● **WHAT THE TASK ASKS**: Return every line from the records below in which the word "INSERT" is found.

● **MATERIAL FOR THIS TASK**:
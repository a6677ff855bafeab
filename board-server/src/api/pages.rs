// HTML pages served straight from the static directory
use std::path::Path;

use axum::Router;
use tower_http::services::{ServeDir, ServeFile};
use tower_http::set_status::SetStatus;

use crate::AppState;

const PAGES: &[(&str, &str)] = &[
    ("/", "index.html"),
    ("/board", "board.html"),
    ("/board/write", "write.html"),
    ("/board/gaenyeom", "recommended.html"),
    ("/board/:id", "post.html"),
    ("/admin", "admin.html"),
];

pub fn routes(static_dir: &Path) -> Router<AppState> {
    PAGES.iter().fold(Router::new(), |router, (path, file)| {
        router.route_service(path, ServeFile::new(static_dir.join(file)))
    })
}

/// Remaining static assets; anything unmatched gets `404.html` with a 404.
pub fn static_files(static_dir: &Path) -> ServeDir<SetStatus<ServeFile>> {
    ServeDir::new(static_dir).not_found_service(ServeFile::new(static_dir.join("404.html")))
}
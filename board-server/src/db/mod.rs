use std::str::FromStr;
use std::time::Duration;

use sqlx::sqlite::{SqliteConnectOptions, SqliteJournalMode, SqlitePoolOptions};
use sqlx::SqlitePool;

use crate::config::DatabaseConfig;

/// Owned handle to the board's SQLite file. Cloning shares the pool.
#[derive(Clone)]
pub struct Database {
    pub pool: SqlitePool,
}

impl Database {
    pub async fn connect(config: &DatabaseConfig) -> anyhow::Result<Self> {
        let options = SqliteConnectOptions::from_str(&config.url)?
            .create_if_missing(true)
            .foreign_keys(true)
            .journal_mode(SqliteJournalMode::Wal)
            .busy_timeout(Duration::from_secs(5));

        let pool = SqlitePoolOptions::new()
            .max_connections(config.max_connections)
            .connect_with(options)
            .await?;

        tracing::info!(url = %config.url, "SQLite connection pool established");

        Ok(Self { pool })
    }

    /// Wraps an existing pool, e.g. an in-memory database.
    pub fn new(pool: SqlitePool) -> Self {
        Self { pool }
    }

    pub async fn run_migrations(&self) -> anyhow::Result<()> {
        tracing::info!("Running database migrations...");
        sqlx::migrate!("./migrations").run(&self.pool).await?;
        tracing::info!("Database migrations completed");
        Ok(())
    }

    pub async fn close(&self) {
        self.pool.close().await;
        tracing::info!("Database connection pool closed");
    }
}
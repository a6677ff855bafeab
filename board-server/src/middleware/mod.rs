mod access;
mod admin;
mod client_addr;

pub use access::{password_matches, require_password};
pub use admin::{require_admin, CurrentAdmin};
pub use client_addr::ClientAddr;
// Vote service - one active vote per (post, address), counters kept in step
use chrono::Utc;

use crate::db::Database;
use crate::error::{AppError, Result};
use crate::models::{VoteAction, VoteCounts, VoteKind, VoteOutcome, VoteTransition, STATUS_ACTIVE};

pub struct VoteService {
    db: Database,
}

impl VoteService {
    pub fn new(db: Database) -> Self {
        Self { db }
    }

    /// The address's active vote on a post, if any.
    pub async fn current_vote(&self, post_id: i64, ip: &str) -> Result<Option<VoteKind>> {
        let vote_type: Option<String> = sqlx::query_scalar(
            "SELECT vote_type FROM votes WHERE post_id = ? AND ip = ? AND status = 1",
        )
        .bind(post_id)
        .bind(ip)
        .fetch_optional(&self.db.pool)
        .await?;

        Ok(vote_type.and_then(|v| v.parse().ok()))
    }

    /// Applies a like/dislike request and returns the post's new counters.
    ///
    /// The vote row change and both counter updates commit together or not at
    /// all. Re-voting after a retraction reactivates the existing row.
    pub async fn cast_vote(&self, post_id: i64, ip: &str, requested: VoteKind) -> Result<(VoteTransition, VoteOutcome)> {
        let mut tx = self.db.pool.begin().await?;

        // A no-op write first: takes SQLite's write lock for the whole
        // transaction and tells us whether the post is live.
        let live = sqlx::query("UPDATE posts SET id = id WHERE id = ? AND status = ?")
            .bind(post_id)
            .bind(STATUS_ACTIVE)
            .execute(&mut *tx)
            .await?
            .rows_affected();

        if live == 0 {
            return Err(AppError::NotFound(format!("Post {} not found", post_id)));
        }

        let current: Option<String> = sqlx::query_scalar(
            "SELECT vote_type FROM votes WHERE post_id = ? AND ip = ? AND status = 1",
        )
        .bind(post_id)
        .bind(ip)
        .fetch_optional(&mut *tx)
        .await?;
        let current = current.and_then(|v| v.parse::<VoteKind>().ok());

        let transition = VoteTransition::plan(current, requested);

        match transition.action {
            VoteAction::Added => {
                sqlx::query(
                    r#"
                    INSERT INTO votes (ip, post_id, vote_type, status, created_at)
                    VALUES (?, ?, ?, 1, ?)
                    ON CONFLICT (post_id, ip) DO UPDATE
                    SET vote_type = excluded.vote_type, status = 1, created_at = excluded.created_at
                    "#,
                )
                .bind(ip)
                .bind(post_id)
                .bind(requested.as_str())
                .bind(Utc::now().naive_utc())
                .execute(&mut *tx)
                .await?;
            }
            VoteAction::Removed => {
                sqlx::query("UPDATE votes SET status = 0 WHERE post_id = ? AND ip = ? AND status = 1")
                    .bind(post_id)
                    .bind(ip)
                    .execute(&mut *tx)
                    .await?;
            }
            VoteAction::Changed => {
                sqlx::query("UPDATE votes SET vote_type = ? WHERE post_id = ? AND ip = ? AND status = 1")
                    .bind(requested.as_str())
                    .bind(post_id)
                    .bind(ip)
                    .execute(&mut *tx)
                    .await?;
            }
        }

        let counts = sqlx::query_as::<_, VoteCounts>(
            r#"
            UPDATE posts
            SET likes = likes + ?, dislikes = dislikes + ?
            WHERE id = ?
            RETURNING likes, dislikes
            "#,
        )
        .bind(transition.likes_delta)
        .bind(transition.dislikes_delta)
        .bind(post_id)
        .fetch_one(&mut *tx)
        .await?;

        tx.commit().await?;

        tracing::debug!(
            post_id,
            action = ?transition.action,
            vote = %requested,
            likes = counts.likes,
            dislikes = counts.dislikes,
            "Vote applied"
        );

        let outcome = VoteOutcome {
            post_id,
            action: transition.action,
            current_vote: transition.resulting,
            likes: counts.likes,
            dislikes: counts.dislikes,
        };

        Ok((transition, outcome))
    }
}
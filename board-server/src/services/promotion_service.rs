// Promotion service - moves engaging posts into the recommended feed
use chrono::{Duration, NaiveDateTime};

use crate::config::PromotionConfig;
use crate::db::Database;
use crate::error::Result;

#[derive(Clone)]
pub struct PromotionService {
    db: Database,
    rule: PromotionConfig,
}

impl PromotionService {
    pub fn new(db: Database, rule: PromotionConfig) -> Self {
        Self { db, rule }
    }

    pub fn rule(&self) -> &PromotionConfig {
        &self.rule
    }

    /// Promotes every active, non-notice post created inside the window that
    /// meets the view or like threshold and is not recommended yet.
    ///
    /// Returns how many posts were newly promoted. Running it again against
    /// unchanged data promotes nothing.
    pub async fn promote_eligible(&self, now: NaiveDateTime) -> Result<u64> {
        let cutoff = now - Duration::hours(self.rule.window_hours);

        let candidates: Vec<i64> = sqlx::query_scalar(
            r#"
            SELECT id FROM posts
            WHERE status = 1
              AND is_notice = 0
              AND created_at >= ?
              AND (views >= ? OR likes >= ?)
              AND id NOT IN (SELECT post_id FROM recommended_posts)
            ORDER BY id ASC
            "#,
        )
        .bind(cutoff)
        .bind(self.rule.min_views)
        .bind(self.rule.min_likes)
        .fetch_all(&self.db.pool)
        .await?;

        let mut promoted = 0;
        for post_id in candidates {
            promoted += sqlx::query("INSERT OR IGNORE INTO recommended_posts (post_id, promoted_at) VALUES (?, ?)")
                .bind(post_id)
                .bind(now)
                .execute(&self.db.pool)
                .await?
                .rows_affected();
        }

        Ok(promoted)
    }
}
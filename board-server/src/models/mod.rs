mod comment;
mod post;
mod vote;

pub use comment::*;
pub use post::*;
pub use vote::*;

/// Row is visible on the public board.
pub const STATUS_ACTIVE: i64 = 1;
/// Row is hidden but can be restored by the admin.
pub const STATUS_DELETED: i64 = 0;
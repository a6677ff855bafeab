use axum::{
    extract::{Path, State},
    http::StatusCode,
    routing::{get, post},
    Json, Router,
};
use axum_extra::extract::WithRejection;
use serde::{Deserialize, Serialize};
use validator::Validate;

use crate::error::{AppError, Result};
use crate::middleware::ClientAddr;
use crate::models::{CommentNode, NewComment};
use crate::services::{build_comment_tree, CommentService, PostService};
use crate::utils::{empty_id_as_none, parse_id, IdInput};
use crate::AppState;

pub fn routes() -> Router<AppState> {
    Router::new()
        .route("/comments/:post_id", get(list_comments))
        .route("/comment", post(create_comment))
        .route("/comment/", post(create_comment))
}

#[derive(Debug, Serialize)]
pub struct CommentTreeResponse {
    pub success: bool,
    pub data: CommentTreeData,
}

#[derive(Debug, Serialize)]
pub struct CommentTreeData {
    pub post_id: i64,
    pub comments: Vec<CommentNode>,
    pub total_count: usize,
}

async fn list_comments(
    State(state): State<AppState>,
    Path(post_id): Path<String>,
) -> Result<Json<CommentTreeResponse>> {
    let post_id = parse_id(&post_id, "post")?;

    if !PostService::new(state.db.clone()).is_active(post_id).await? {
        return Err(AppError::NotFound("Post not found".to_string()));
    }

    let rows = CommentService::new(state.db.clone()).list_for_post(post_id).await?;
    let total_count = rows.len();

    Ok(Json(CommentTreeResponse {
        success: true,
        data: CommentTreeData {
            post_id,
            comments: build_comment_tree(rows),
            total_count,
        },
    }))
}

#[derive(Debug, Deserialize, Validate)]
pub struct CreateCommentRequest {
    #[serde(default, deserialize_with = "empty_id_as_none")]
    pub post_id: Option<IdInput>,
    #[serde(default, deserialize_with = "empty_id_as_none")]
    pub parent_id: Option<IdInput>,
    #[serde(default)]
    #[validate(length(min = 1, max = 50, message = "Author is required (max 50 characters)"))]
    pub author: String,
    #[serde(default)]
    #[validate(length(min = 1, message = "Content is required"))]
    pub content: String,
}

#[derive(Debug, Serialize)]
pub struct CreateCommentResponse {
    pub success: bool,
    pub message: &'static str,
    pub data: CommentNode,
}

async fn create_comment(
    State(state): State<AppState>,
    ClientAddr(ip): ClientAddr,
    WithRejection(Json(mut payload), _): WithRejection<Json<CreateCommentRequest>, AppError>,
) -> Result<(StatusCode, Json<CreateCommentResponse>)> {
    payload.author = payload.author.trim().to_string();
    payload.content = payload.content.trim().to_string();

    let post_id = payload
        .post_id
        .as_ref()
        .and_then(IdInput::positive)
        .ok_or_else(|| AppError::BadRequest("Invalid post ID".to_string()))?;

    let parent_id = match &payload.parent_id {
        Some(raw) => Some(
            raw.positive()
                .ok_or_else(|| AppError::BadRequest("Invalid parent comment ID".to_string()))?,
        ),
        None => None,
    };

    payload.validate()?;

    if !PostService::new(state.db.clone()).is_active(post_id).await? {
        return Err(AppError::NotFound("Post not found".to_string()));
    }

    let comments = CommentService::new(state.db.clone());

    if let Some(parent_id) = parent_id {
        if !comments.is_active_on_post(parent_id, post_id).await? {
            return Err(AppError::NotFound("Parent comment not found".to_string()));
        }
    }

    let comment = comments
        .create_comment(NewComment {
            ip,
            post_id,
            parent_id,
            author: payload.author,
            content: payload.content,
        })
        .await?;

    Ok((
        StatusCode::CREATED,
        Json(CreateCommentResponse {
            success: true,
            message: "Comment created.",
            data: CommentNode::from(comment),
        }),
    ))
}
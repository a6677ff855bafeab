use chrono::NaiveDateTime;
use serde::Serialize;
use sqlx::FromRow;

use crate::utils::mask_address;

#[derive(Debug, Clone, FromRow, Serialize)]
pub struct Comment {
    pub id: i64,
    pub ip: String,
    pub post_id: i64,
    pub parent_id: Option<i64>,
    pub author: String,
    pub content: String,
    pub status: i64,
    pub created_at: NaiveDateTime,
}

#[derive(Debug, Clone)]
pub struct NewComment {
    pub ip: String,
    pub post_id: i64,
    pub parent_id: Option<i64>,
    pub author: String,
    pub content: String,
}

/// A comment as shown on the board, with its replies nested underneath.
#[derive(Debug, Clone, Serialize)]
pub struct CommentNode {
    pub id: i64,
    pub post_id: i64,
    pub parent_id: Option<i64>,
    pub author: String,
    pub author_ip: String,
    pub content: String,
    pub created_at: NaiveDateTime,
    pub replies: Vec<CommentNode>,
}

impl From<Comment> for CommentNode {
    fn from(comment: Comment) -> Self {
        Self {
            id: comment.id,
            post_id: comment.post_id,
            parent_id: comment.parent_id,
            author_ip: mask_address(&comment.ip),
            author: comment.author,
            content: comment.content,
            created_at: comment.created_at,
            replies: Vec::new(),
        }
    }
}
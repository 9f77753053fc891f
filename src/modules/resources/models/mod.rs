pub mod entity;
pub mod paginated;
pub mod query;
pub mod record;

pub use entity::Entity;
pub use paginated::PaginatedResult;
pub use query::{
    page_count, ExportQuery, FilterSignature, QueryPatch, QueryState, SortOrder, FIRST_PAGE,
};
pub use record::Record;
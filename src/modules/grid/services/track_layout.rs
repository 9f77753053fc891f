// Column-track resolution.
//
// Precedence for one column:
//   1. string width with a unit or percentage -> verbatim
//   2. string width that is a plain number    -> pixels
//   3. numeric width <= FLEX_WEIGHT_MAX        -> flexible weight (Nfr)
//   4. numeric width >  FLEX_WEIGHT_MAX        -> pixels
//   5. no width -> computed size; the default size becomes minmax(150px, 1fr)
//
// FLEX_WEIGHT_MAX is a compatibility constant for existing column configs.
// It is not derived from anything; do not tune it.

use std::fmt;

use crate::modules::grid::models::{Align, ColumnDescriptor, WidthSpec};

/// Numeric widths up to and including this value are flex weights, not pixels
pub const FLEX_WEIGHT_MAX: f64 = 10.0;

/// Size a column gets when nothing else is known about it
pub const DEFAULT_COLUMN_SIZE: u32 = 150;

/// Track used for the row-selection checkbox column
pub const SELECTION_TRACK_PX: u32 = 48;

/// One entry of a grid-template-columns value
#[derive(Debug, Clone, PartialEq)]
pub enum Track {
    Verbatim(String),
    Px(f64),
    Fr(f64),
    /// Default-sized column that may grow: `minmax({min_px}px, 1fr)`
    Growable { min_px: u32 },
}

impl fmt::Display for Track {
    fn fmt(&self, f: &mut fmt::Formatter<'_>) -> fmt::Result {
        match self {
            Track::Verbatim(value) => f.write_str(value),
            Track::Px(px) => write!(f, "{}px", px),
            Track::Fr(weight) => write!(f, "{}fr", weight),
            Track::Growable { min_px } => write!(f, "minmax({}px, 1fr)", min_px),
        }
    }
}

/// Resolve one column's track from its configured width and computed size
pub fn resolve_track(width: Option<&WidthSpec>, computed_size: u32) -> Track {
    match width {
        Some(WidthSpec::Text(text)) if !text.trim().is_empty() => {
            let text = text.trim();
            match text.parse::<f64>() {
                Ok(px) if px.is_finite() => Track::Px(px),
                _ => Track::Verbatim(text.to_string()),
            }
        }
        Some(WidthSpec::Number(n)) if *n <= FLEX_WEIGHT_MAX => Track::Fr(*n),
        Some(WidthSpec::Number(n)) => Track::Px(*n),
        _ if computed_size == DEFAULT_COLUMN_SIZE => Track::Growable {
            min_px: DEFAULT_COLUMN_SIZE,
        },
        _ => Track::Px(f64::from(computed_size)),
    }
}

#[derive(Debug, Clone, PartialEq)]
pub struct ResolvedColumn {
    pub key: String,
    pub header: String,
    pub track: Track,
    pub align: Align,
    pub sortable: bool,
}

impl ResolvedColumn {
    pub fn resolve(column: &ColumnDescriptor) -> Self {
        let computed = column.size.unwrap_or(DEFAULT_COLUMN_SIZE);
        Self {
            key: column.key.clone(),
            header: column.header.clone(),
            track: resolve_track(column.width.as_ref(), computed),
            align: column.align,
            sortable: column.sortable,
        }
    }
}

/// Visible columns with their tracks, resolved once per column config
#[derive(Debug, Clone, PartialEq)]
pub struct GridLayout {
    columns: Vec<ResolvedColumn>,
    selectable: bool,
    template: String,
}

impl GridLayout {
    pub fn new(columns: &[ColumnDescriptor], selectable: bool) -> Self {
        let columns: Vec<ResolvedColumn> = columns
            .iter()
            .filter(|c| !c.hidden)
            .map(ResolvedColumn::resolve)
            .collect();

        let mut tracks: Vec<String> = Vec::with_capacity(columns.len() + 1);
        if selectable {
            tracks.push(Track::Px(f64::from(SELECTION_TRACK_PX)).to_string());
        }
        tracks.extend(columns.iter().map(|c| c.track.to_string()));

        Self {
            columns,
            selectable,
            template: tracks.join(" "),
        }
    }

    /// Value for `grid-template-columns`
    pub fn template(&self) -> &str {
        &self.template
    }

    pub fn columns(&self) -> &[ResolvedColumn] {
        &self.columns
    }

    pub fn is_selectable(&self) -> bool {
        self.selectable
    }

    /// Visible data columns (selection column excluded)
    pub fn len(&self) -> usize {
        self.columns.len()
    }

    pub fn is_empty(&self) -> bool {
        self.columns.is_empty()
    }
}
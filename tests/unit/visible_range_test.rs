// Windowed rendering: which rows get materialized for a scroll position

use proptest::prelude::*;
use resource_grid::grid::visible_range;

#[test]
fn test_small_viewport_rounds_partial_rows_up() {
    // 130px viewport over 52px rows shows parts of 3 rows
    assert_eq!(visible_range(100, 52, 130, 0, 0), 0..3);
}

#[test]
fn test_viewport_taller_than_content() {
    assert_eq!(visible_range(4, 52, 600, 0, 5), 0..4);
    assert_eq!(visible_range(4, 52, 600, 400, 5), 0..4);
}

#[test]
fn test_overscan_is_clamped_at_the_top() {
    assert_eq!(visible_range(500, 50, 500, 100, 5), 0..17);
}

proptest! {
    #[test]
    fn test_range_stays_inside_the_rows(
        row_count in 0usize..5000,
        row_height in 1u32..200,
        viewport in 0u32..2000,
        scroll in 0u32..1_000_000,
        overscan in 0usize..20
    ) {
        let range = visible_range(row_count, row_height, viewport, scroll, overscan);
        prop_assert!(range.start <= range.end);
        prop_assert!(range.end <= row_count);
        if row_count > 0 {
            prop_assert!(!range.is_empty());
        }
    }

    #[test]
    fn test_range_size_is_bounded_by_viewport(
        row_count in 1usize..5000,
        row_height in 1u32..200,
        viewport in 0u32..2000,
        scroll in 0u32..1_000_000,
        overscan in 0usize..20
    ) {
        let range = visible_range(row_count, row_height, viewport, scroll, overscan);
        let visible = (viewport.div_ceil(row_height) as usize).max(1);
        prop_assert!(range.len() <= visible + 2 * overscan);
    }

    #[test]
    fn test_row_under_scroll_offset_is_materialized(
        row_count in 1usize..5000,
        row_height in 1u32..200,
        viewport in 1u32..2000,
        scroll in 0u32..1_000_000,
        overscan in 0usize..20
    ) {
        let content = row_count as u64 * u64::from(row_height);
        // the grid cannot scroll past its last full viewport
        let reachable = u64::from(scroll).min(content.saturating_sub(u64::from(viewport)));
        let top_row = (reachable / u64::from(row_height)) as usize;

        let range = visible_range(row_count, row_height, viewport, scroll, overscan);
        prop_assert!(range.contains(&top_row));
        prop_assert!(range.start + overscan >= top_row);
    }
}
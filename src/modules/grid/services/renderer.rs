//! Row rendering for list grids.
//!
//! Small row sets are rendered directly. Above the configured threshold the
//! renderer switches to windowing: rows have a fixed height and only those
//! intersecting the viewport (plus overscan) are materialized. Rows are
//! keyed by entity id, never by position.

use std::collections::BTreeSet;
use std::ops::Range;

use serde::Serialize;
use serde_json::Value;

use super::track_layout::{GridLayout, ResolvedColumn};
use crate::config::GridConfig;
use crate::modules::grid::models::{Align, ColumnDescriptor};
use crate::modules::resources::models::Entity;

/// Row count above which rendering switches to windowing
pub const DEFAULT_VIRTUALIZE_THRESHOLD: usize = 50;

#[derive(Debug, Clone, PartialEq, Eq)]
pub struct GridOptions {
    pub virtualize_threshold: usize,
    /// Fixed row height in pixels, used for windowing
    pub row_height: u32,
    pub viewport_height: u32,
    /// Extra rows materialized above and below the viewport
    pub overscan: usize,
    pub skeleton_rows: usize,
    pub selectable: bool,
}

impl Default for GridOptions {
    fn default() -> Self {
        Self {
            virtualize_threshold: DEFAULT_VIRTUALIZE_THRESHOLD,
            row_height: 52,
            viewport_height: 600,
            overscan: 5,
            skeleton_rows: 5,
            selectable: true,
        }
    }
}

impl From<&GridConfig> for GridOptions {
    fn from(config: &GridConfig) -> Self {
        Self {
            virtualize_threshold: config.virtualize_threshold,
            row_height: config.row_height,
            viewport_height: config.viewport_height,
            overscan: config.overscan,
            skeleton_rows: config.skeleton_rows,
            selectable: true,
        }
    }
}

#[derive(Debug, Clone, Copy, PartialEq, Eq)]
pub enum RenderMode {
    Direct,
    Windowed,
}

/// Per-render inputs owned by the screen and the controller
#[derive(Debug, Clone, Copy)]
pub struct ViewState<'a> {
    pub loading: bool,
    pub selected: &'a BTreeSet<String>,
    /// Vertical scroll position of the grid body, in pixels
    pub scroll_offset: u32,
    pub empty_message: &'a str,
}

#[derive(Debug, Clone, PartialEq)]
pub struct HeaderCell {
    pub key: String,
    pub label: String,
    pub align: Align,
    pub sortable: bool,
}

#[derive(Debug, Clone, PartialEq)]
pub struct RenderedCell {
    pub text: String,
    pub align: Align,
}

#[derive(Debug, Clone)]
pub struct RenderedRow<'a, T> {
    pub key: &'a str,
    pub index: usize,
    /// Offset from the top of the grid body, in pixels
    pub top: u64,
    pub selected: bool,
    pub cells: Vec<RenderedCell>,
    pub row: &'a T,
}

#[derive(Debug, Clone)]
pub struct RowsPlan<'a, T> {
    pub mode: RenderMode,
    pub template: String,
    pub header: Vec<HeaderCell>,
    pub rows: Vec<RenderedRow<'a, T>>,
    pub row_count: usize,
    /// Scrollable body height; every row counts, materialized or not
    pub total_height: u64,
}

#[derive(Debug, Clone)]
pub enum RenderPlan<'a, T> {
    /// Placeholder rows shown while loading, same columns as the real grid
    Skeleton {
        rows: usize,
        columns: usize,
        template: String,
    },
    Empty {
        message: String,
        template: String,
    },
    Rows(RowsPlan<'a, T>),
}

/// Rows of `row_count` fixed-height rows that intersect the viewport, with overscan
pub fn visible_range(
    row_count: usize,
    row_height: u32,
    viewport_height: u32,
    scroll_offset: u32,
    overscan: usize,
) -> Range<usize> {
    if row_count == 0 || row_height == 0 {
        return 0..0;
    }

    let row_height = u64::from(row_height);
    let content_height = row_count as u64 * row_height;
    let max_offset = content_height.saturating_sub(u64::from(viewport_height));
    let offset = u64::from(scroll_offset).min(max_offset);

    let first = (offset / row_height) as usize;
    let visible = u64::from(viewport_height).div_ceil(row_height).max(1) as usize;

    let start = first.saturating_sub(overscan);
    let end = first
        .saturating_add(visible)
        .saturating_add(overscan)
        .min(row_count);
    start.min(end)..end
}

pub struct WindowedGridRenderer {
    layout: GridLayout,
    options: GridOptions,
}

impl WindowedGridRenderer {
    pub fn new(columns: &[ColumnDescriptor], options: GridOptions) -> Self {
        Self {
            layout: GridLayout::new(columns, options.selectable),
            options,
        }
    }

    pub fn layout(&self) -> &GridLayout {
        &self.layout
    }

    pub fn options(&self) -> &GridOptions {
        &self.options
    }

    pub fn mode_for(&self, row_count: usize) -> RenderMode {
        if row_count > self.options.virtualize_threshold {
            RenderMode::Windowed
        } else {
            RenderMode::Direct
        }
    }

    pub fn render<'a, T>(&self, rows: &'a [T], view: ViewState<'_>) -> RenderPlan<'a, T>
    where
        T: Entity + Serialize,
    {
        let template = self.layout.template().to_string();

        if view.loading {
            return RenderPlan::Skeleton {
                rows: self.options.skeleton_rows,
                columns: self.layout.len(),
                template,
            };
        }

        if rows.is_empty() {
            return RenderPlan::Empty {
                message: view.empty_message.to_string(),
                template,
            };
        }

        let mode = self.mode_for(rows.len());
        let range = match mode {
            RenderMode::Direct => 0..rows.len(),
            RenderMode::Windowed => visible_range(
                rows.len(),
                self.options.row_height,
                self.options.viewport_height,
                view.scroll_offset,
                self.options.overscan,
            ),
        };

        let row_height = u64::from(self.options.row_height);
        let materialized = rows[range.clone()]
            .iter()
            .zip(range)
            .map(|(row, index)| RenderedRow {
                key: row.id(),
                index,
                top: index as u64 * row_height,
                selected: view.selected.contains(row.id()),
                cells: self.cells(row),
                row,
            })
            .collect();

        RenderPlan::Rows(RowsPlan {
            mode,
            template,
            header: self.header(),
            rows: materialized,
            row_count: rows.len(),
            total_height: rows.len() as u64 * row_height,
        })
    }

    fn header(&self) -> Vec<HeaderCell> {
        self.layout
            .columns()
            .iter()
            .map(|c| HeaderCell {
                key: c.key.clone(),
                label: c.header.clone(),
                align: c.align,
                sortable: c.sortable,
            })
            .collect()
    }

    fn cells<T: Serialize>(&self, row: &T) -> Vec<RenderedCell> {
        let value = match serde_json::to_value(row) {
            Ok(value) => value,
            Err(e) => {
                tracing::warn!(error = %e, "Row is not serializable, rendering blank cells");
                Value::Null
            }
        };

        self.layout
            .columns()
            .iter()
            .map(|column| RenderedCell {
                text: cell_text(&value, column),
                align: column.align,
            })
            .collect()
    }
}

fn cell_text(row: &Value, column: &ResolvedColumn) -> String {
    let found = column
        .key
        .split('.')
        .try_fold(row, |value, segment| value.get(segment));

    match found {
        None | Some(Value::Null) => String::new(),
        Some(Value::String(s)) => s.clone(),
        Some(Value::Bool(b)) => b.to_string(),
        Some(Value::Number(n)) => n.to_string(),
        Some(other) => other.to_string(),
    }
}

● **COMPLETED EXERCISE**:
                    INSERT INTO votes (ip, post_id, vote_type, status, created_at)
            promoted += sqlx::query("INSERT OR IGNORE INTO recommended_posts (post_id, promoted_at) VALUES (?, ?)")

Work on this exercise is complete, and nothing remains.